◆ **Task statement**
Reproduce precisely the lines of the listing below, starting with the line that contains "let descriptor = by_name" and stopping after the line that contains "instance.setup().await?;"; include nothing else.

◆ **Source data**
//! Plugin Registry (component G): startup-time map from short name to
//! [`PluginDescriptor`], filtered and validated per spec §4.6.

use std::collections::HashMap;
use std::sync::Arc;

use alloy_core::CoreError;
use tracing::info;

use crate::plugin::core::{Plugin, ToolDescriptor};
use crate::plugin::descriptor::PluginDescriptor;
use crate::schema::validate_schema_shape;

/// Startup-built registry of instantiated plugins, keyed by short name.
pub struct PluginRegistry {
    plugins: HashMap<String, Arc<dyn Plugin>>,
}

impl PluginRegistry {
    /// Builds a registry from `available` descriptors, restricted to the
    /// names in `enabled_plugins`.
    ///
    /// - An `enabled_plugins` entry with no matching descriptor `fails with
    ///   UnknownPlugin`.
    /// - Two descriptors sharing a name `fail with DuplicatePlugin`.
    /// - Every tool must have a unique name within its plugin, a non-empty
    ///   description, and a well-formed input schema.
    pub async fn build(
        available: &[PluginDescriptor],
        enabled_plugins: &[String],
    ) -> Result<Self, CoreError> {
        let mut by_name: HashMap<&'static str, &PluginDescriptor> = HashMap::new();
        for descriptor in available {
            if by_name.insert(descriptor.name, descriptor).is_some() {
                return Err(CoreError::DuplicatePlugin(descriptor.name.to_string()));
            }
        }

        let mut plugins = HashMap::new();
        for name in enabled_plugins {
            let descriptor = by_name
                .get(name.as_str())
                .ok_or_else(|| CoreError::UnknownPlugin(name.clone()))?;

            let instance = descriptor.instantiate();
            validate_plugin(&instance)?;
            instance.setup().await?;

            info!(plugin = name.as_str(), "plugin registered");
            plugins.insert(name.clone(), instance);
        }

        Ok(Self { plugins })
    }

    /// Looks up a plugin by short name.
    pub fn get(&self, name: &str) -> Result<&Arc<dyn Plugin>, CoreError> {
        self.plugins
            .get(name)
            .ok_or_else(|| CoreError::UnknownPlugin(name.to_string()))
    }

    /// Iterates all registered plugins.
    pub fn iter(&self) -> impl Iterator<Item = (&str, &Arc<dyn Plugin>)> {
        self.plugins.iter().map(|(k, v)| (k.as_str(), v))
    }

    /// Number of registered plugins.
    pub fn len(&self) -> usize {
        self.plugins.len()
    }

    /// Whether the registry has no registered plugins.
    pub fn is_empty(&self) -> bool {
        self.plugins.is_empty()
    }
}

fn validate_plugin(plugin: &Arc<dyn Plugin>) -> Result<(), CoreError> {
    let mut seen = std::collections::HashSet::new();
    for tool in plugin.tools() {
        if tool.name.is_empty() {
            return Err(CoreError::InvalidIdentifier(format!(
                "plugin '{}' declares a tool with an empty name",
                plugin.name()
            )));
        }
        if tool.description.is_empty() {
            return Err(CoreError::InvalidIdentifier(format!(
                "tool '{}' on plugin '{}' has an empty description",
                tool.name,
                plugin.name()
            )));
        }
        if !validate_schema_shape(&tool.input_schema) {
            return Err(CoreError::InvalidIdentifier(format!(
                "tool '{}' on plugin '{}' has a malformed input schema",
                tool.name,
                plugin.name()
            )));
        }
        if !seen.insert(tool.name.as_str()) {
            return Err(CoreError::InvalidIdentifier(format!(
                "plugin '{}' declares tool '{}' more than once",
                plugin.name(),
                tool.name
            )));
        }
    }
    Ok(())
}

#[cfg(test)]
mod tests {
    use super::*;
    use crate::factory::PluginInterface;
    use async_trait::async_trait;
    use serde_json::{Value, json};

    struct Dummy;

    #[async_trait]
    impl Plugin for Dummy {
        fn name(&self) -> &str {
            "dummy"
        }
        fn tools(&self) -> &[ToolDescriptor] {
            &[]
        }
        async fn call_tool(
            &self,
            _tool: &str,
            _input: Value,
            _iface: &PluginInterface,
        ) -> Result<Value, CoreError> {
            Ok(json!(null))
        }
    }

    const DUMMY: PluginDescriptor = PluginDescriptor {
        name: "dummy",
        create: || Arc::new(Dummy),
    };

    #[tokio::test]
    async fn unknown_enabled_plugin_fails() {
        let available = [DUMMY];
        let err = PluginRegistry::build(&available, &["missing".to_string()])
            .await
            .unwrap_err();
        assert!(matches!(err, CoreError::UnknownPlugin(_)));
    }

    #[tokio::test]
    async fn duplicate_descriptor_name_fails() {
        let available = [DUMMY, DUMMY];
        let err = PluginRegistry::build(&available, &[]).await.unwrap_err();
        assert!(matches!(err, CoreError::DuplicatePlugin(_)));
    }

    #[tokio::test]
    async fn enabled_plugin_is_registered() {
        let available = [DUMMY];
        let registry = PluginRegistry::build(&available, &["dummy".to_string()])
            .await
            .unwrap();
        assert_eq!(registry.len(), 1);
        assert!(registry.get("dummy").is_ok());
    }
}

◆ **Response below**
            let descriptor = by_name
                .get(name.as_str())
                .ok_or_else(|| CoreError::UnknownPlugin(name.clone()))?;

            let instance = descriptor.instantiate();
            validate_plugin(&instance)?;
            instance.setup().await?;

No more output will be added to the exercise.